From the entries below, copy exactly the lines from the one that contains "on the entity." through the one that contains "Copy, PartialEq, Eq, Serialize, Deserialize)]", both included, and only those.

## [MATERIAL SHOWN]
= = = =

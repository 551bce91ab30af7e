use chrono::{DateTime, Utc};
use serde::{Deserialize, Serialize};

/// Salary band in whole currency units
#[derive(Debug, Clone, PartialEq, Eq, Serialize, Deserialize)]
pub struct SalaryRange {
  pub min: u64,
  pub max: u64,
  pub currency: String,
}

/// A job posting from the opportunity catalog.
///
/// The match score against a user's skill set is derived on demand
/// (see `matching::job_match_score`) and never stored on the entity.
#[derive(Debug, Clone, PartialEq, Serialize, Deserialize)]
pub struct JobOpportunity {
  pub id: u32,
  pub title: String,
  pub company: String,
  pub location: String,
  pub industry: String,
  #[serde(rename = "salaryRange")]
  pub salary_range: SalaryRange,
  pub required_skills: Vec<String>,
  #[serde(default, skip_serializing_if = "Option::is_none")]
  pub preferred_skills: Option<Vec<String>>,
  #[serde(rename = "experienceLevel")]
  pub experience_level: String, // "entry", "mid", "senior"
  #[serde(rename = "jobType")]
  pub job_type: String,
  #[serde(rename = "isRemote")]
  pub is_remote: bool,
  #[serde(rename = "postedDate")]
  pub posted_date: DateTime<Utc>,
}

/// How urgently a missing skill should be addressed
#[derive(Debug, Clone, Copy, PartialEq, Eq, Serialize, Deserialize)]
#[serde(rename_all = "lowercase")]
pub enum GapImportance {
  Critical,
  High,
  Medium,
  Low,
}

/// Somewhere to actually learn a recommended skill
#[derive(Debug, Clone, PartialEq, Eq, Serialize, Deserialize)]
pub struct LearningResource {
  pub title: String,
  pub provider: String,
  pub url: String,
  pub cost: String, // "free" or "paid"
}

/// A recommendation to close one skill gap
#[derive(Debug, Clone, PartialEq, Serialize, Deserialize)]
pub struct SkillGap {
  pub skill: String,
  pub importance: GapImportance,
  pub time_to_learn: String, // e.g. "4-6 weeks"
  pub explanation: String,
  pub potential_salary_increase_rwf: u64,
  pub unlocked_opportunities: u32,
  pub learning_resources: Vec<LearningResource>,
}

/// One step of a generated learning path
#[derive(Debug, Clone, PartialEq, Eq, Serialize, Deserialize)]
pub struct LearningPathItem {
  pub skill: String,
  pub resource: String,
  pub project: String,
}

/// A single lesson inside a course module
#[derive(Debug, Clone, PartialEq, Eq, Serialize, Deserialize)]
pub struct Lesson {
  pub title: String,
  pub resource: String,
}

#[derive(Debug, Clone, PartialEq, Eq, Serialize, Deserialize)]
pub struct CourseModule {
  pub title: String,
  pub lessons: Vec<Lesson>,
}

#[derive(Debug, Clone, PartialEq, Eq, Serialize, Deserialize)]
pub struct CourseProject {
  pub title: String,
  pub brief: String,
}

/// A generated course outline for one target skill
#[derive(Debug, Clone, PartialEq, Eq, Serialize, Deserialize)]
pub struct Course {
  pub title: String,
  pub duration: String,
  pub modules: Vec<CourseModule>,
  pub project: CourseProject,
}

= = = =

## [COMPLETED EXERCISE]
/// (see `matching::job_match_score`) and never stored on the entity.
#[derive(Debug, Clone, PartialEq, Serialize, Deserialize)]
pub struct JobOpportunity {
  pub id: u32,
  pub title: String,
  pub company: String,
  pub location: String,
  pub industry: String,
  #[serde(rename = "salaryRange")]
  pub salary_range: SalaryRange,
  pub required_skills: Vec<String>,
  #[serde(default, skip_serializing_if = "Option::is_none")]
  pub preferred_skills: Option<Vec<String>>,
  #[serde(rename = "experienceLevel")]
  pub experience_level: String, // "entry", "mid", "senior"
  #[serde(rename = "jobType")]
  pub job_type: String,
  #[serde(rename = "isRemote")]
  pub is_remote: bool,
  #[serde(rename = "postedDate")]
  pub posted_date: DateTime<Utc>,
}

/// How urgently a missing skill should be addressed
#[derive(Debug, Clone, Copy, PartialEq, Eq, Serialize, Deserialize)]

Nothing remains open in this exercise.